6

I've read a few other SO (PythonScope and globals don't need global) but nothing seems to explain as explicitly as I would like and I'm having trouble mentally sifting through whether or not PyDocs tells me the answer to my question:

myList = [1]

def foo():
    myList = myList + [2, 3]
def bar():
    myList.extend([2, 3])
def baz():
    myList += [2, 3]

Now, understandably, 

>>> foo()
UnboundLocalError: local variable 'myList' referenced before assignment

and

bar()  # works
myList # shows [1, 2, 3]

but then

>>> baz()
UnboundLocalError: local variable 'myList' referenced before assignment

I thought, however, that things like += implicitly called the method operators, in this case extend(), but the error implies that for some reason it does not actually treat += as extends(). Is this consistent with how Python parsing ought to work?

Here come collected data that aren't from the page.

// Copyright (c) 2024 Mike Tsao

use crate::prelude::*;
use serde::{Deserialize, Serialize};
use strum_macros::{Display, EnumIter, IntoStaticStr};

/// A node's routing role.
///
/// A "male" node sends audio and a "female" node receives it. An
/// [NodeKind::Effect] is both. An [NodeKind::Emitter] takes no part in
/// routing at all, though emitting is a capability that an instrument or an
/// effect can carry too (see [Node::emitter]).
#[derive(
    Clone,
    Copy,
    Debug,
    Display,
    EnumIter,
    IntoStaticStr,
    PartialEq,
    Eq,
    Hash,
    Serialize,
    Deserialize,
)]
#[serde(rename_all = "kebab-case")]
#[strum(serialize_all = "kebab-case")]
pub enum NodeKind {
    /// The root of the routing graph.
    Master,
    #[allow(missing_docs)]
    Instrument,
    #[allow(missing_docs)]
    Effect,
    #[allow(missing_docs)]
    Emitter,
}
impl NodeKind {
    /// Whether this node can send audio downstream.
    pub fn is_male(&self) -> bool {
        matches!(self, NodeKind::Instrument | NodeKind::Effect)
    }

    /// Whether this node can accept audio from upstream.
    pub fn is_female(&self) -> bool {
        matches!(self, NodeKind::Master | NodeKind::Effect)
    }
}

/// Describes the audio-processing unit that the synthesis collaborator
/// should create for a node.
#[derive(Clone, Debug, PartialEq, Serialize, Deserialize)]
#[serde(rename_all = "kebab-case")]
pub enum ChannelKind {
    /// The final output.
    Master,
    #[allow(missing_docs)]
    Synth,
    #[allow(missing_docs)]
    PluckSynth,
    #[allow(missing_docs)]
    BitCrusher {
        /// Bit depth
        bits: u8,
    },
    #[allow(missing_docs)]
    PitchShift {
        /// Transposition in semitones
        semitones: i8,
    },
    #[allow(missing_docs)]
    Chorus,
}

/// One entry in the node registry.
///
/// Topology state lives here but is written only by the topology builder.
/// `connected_to` is the single downstream edge. In the tree policy it's the
/// only edge a node has; in the mesh policy, effects and effect-less
/// instruments use it for their route to master, and `connected_effects`
/// holds an instrument's parallel effect sends.
#[derive(Debug)]
pub struct Node {
    pub(crate) uid: Uid,
    pub(crate) kind: NodeKind,
    pub(crate) position: Point,
    pub(crate) range: f64,
    pub(crate) channel: Option<ChannelUid>,
    pub(crate) emitter: Option<EmitterCore>,

    pub(crate) connected_to: Option<Uid>,
    pub(crate) connected_effects: Vec<Uid>,

    pub(crate) subscriptions: Vec<SubscriptionUid>,
}
impl Node {
    pub(crate) fn new_with(
        uid: Uid,
        kind: NodeKind,
        position: Point,
        range: f64,
        channel: Option<ChannelUid>,
        emitter: Option<EmitterCore>,
    ) -> Self {
        Self {
            uid,
            kind,
            position,
            range,
            channel,
            emitter,
            connected_to: None,
            connected_effects: Vec::default(),
            subscriptions: Vec::default(),
        }
    }

    #[allow(missing_docs)]
    pub fn uid(&self) -> Uid {
        self.uid
    }

    #[allow(missing_docs)]
    pub fn kind(&self) -> NodeKind {
        self.kind
    }

    #[allow(missing_docs)]
    pub fn position(&self) -> Point {
        self.position
    }

    /// The emission and sensing radius.
    pub fn range(&self) -> f64 {
        self.range
    }

    #[allow(missing_docs)]
    pub fn channel(&self) -> Option<ChannelUid> {
        self.channel
    }

    #[allow(missing_docs)]
    pub fn emitter(&self) -> Option<&EmitterCore> {
        self.emitter.as_ref()
    }

    #[allow(missing_docs)]
    pub fn is_emitter(&self) -> bool {
        self.emitter.is_some()
    }

    /// The single downstream target, if any.
    pub fn connected_to(&self) -> Option<Uid> {
        self.connected_to
    }

    /// The effects an instrument currently sends to in parallel (mesh
    /// policy only).
    pub fn connected_effects(&self) -> &[Uid] {
        &self.connected_effects
    }

    /// The event-bus subscriptions this node owns.
    pub fn subscriptions(&self) -> &[SubscriptionUid] {
        &self.subscriptions
    }
}

#[cfg(test)]
mod tests {
    use super::*;

    #[test]
    fn roles() {
        assert!(NodeKind::Instrument.is_male());
        assert!(!NodeKind::Instrument.is_female());
        assert!(NodeKind::Effect.is_male() && NodeKind::Effect.is_female());
        assert!(NodeKind::Master.is_female());
        assert!(!NodeKind::Master.is_male());
        assert!(!NodeKind::Emitter.is_male() && !NodeKind::Emitter.is_female());
    }

    #[test]
    fn kind_names() {
        assert_eq!(NodeKind::Instrument.to_string(), "instrument");
        let s: &'static str = NodeKind::Master.into();
        assert_eq!(s, "master");
    }
}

I would have thought that calling functions that are equivalent to method-operators, they would be equivalent in all cases. Instead it seems that it treats += as an actual assignment operator. Except, this isn't completely true, because if I do something (admittedly contrived):

myList = range(50000000) # wait a second or two on my laptop before returning
myList += [0]            # returns instantly
myList = myList + [1]    # wait a second or two before returning

all of which is expected, if += actually just calls extend().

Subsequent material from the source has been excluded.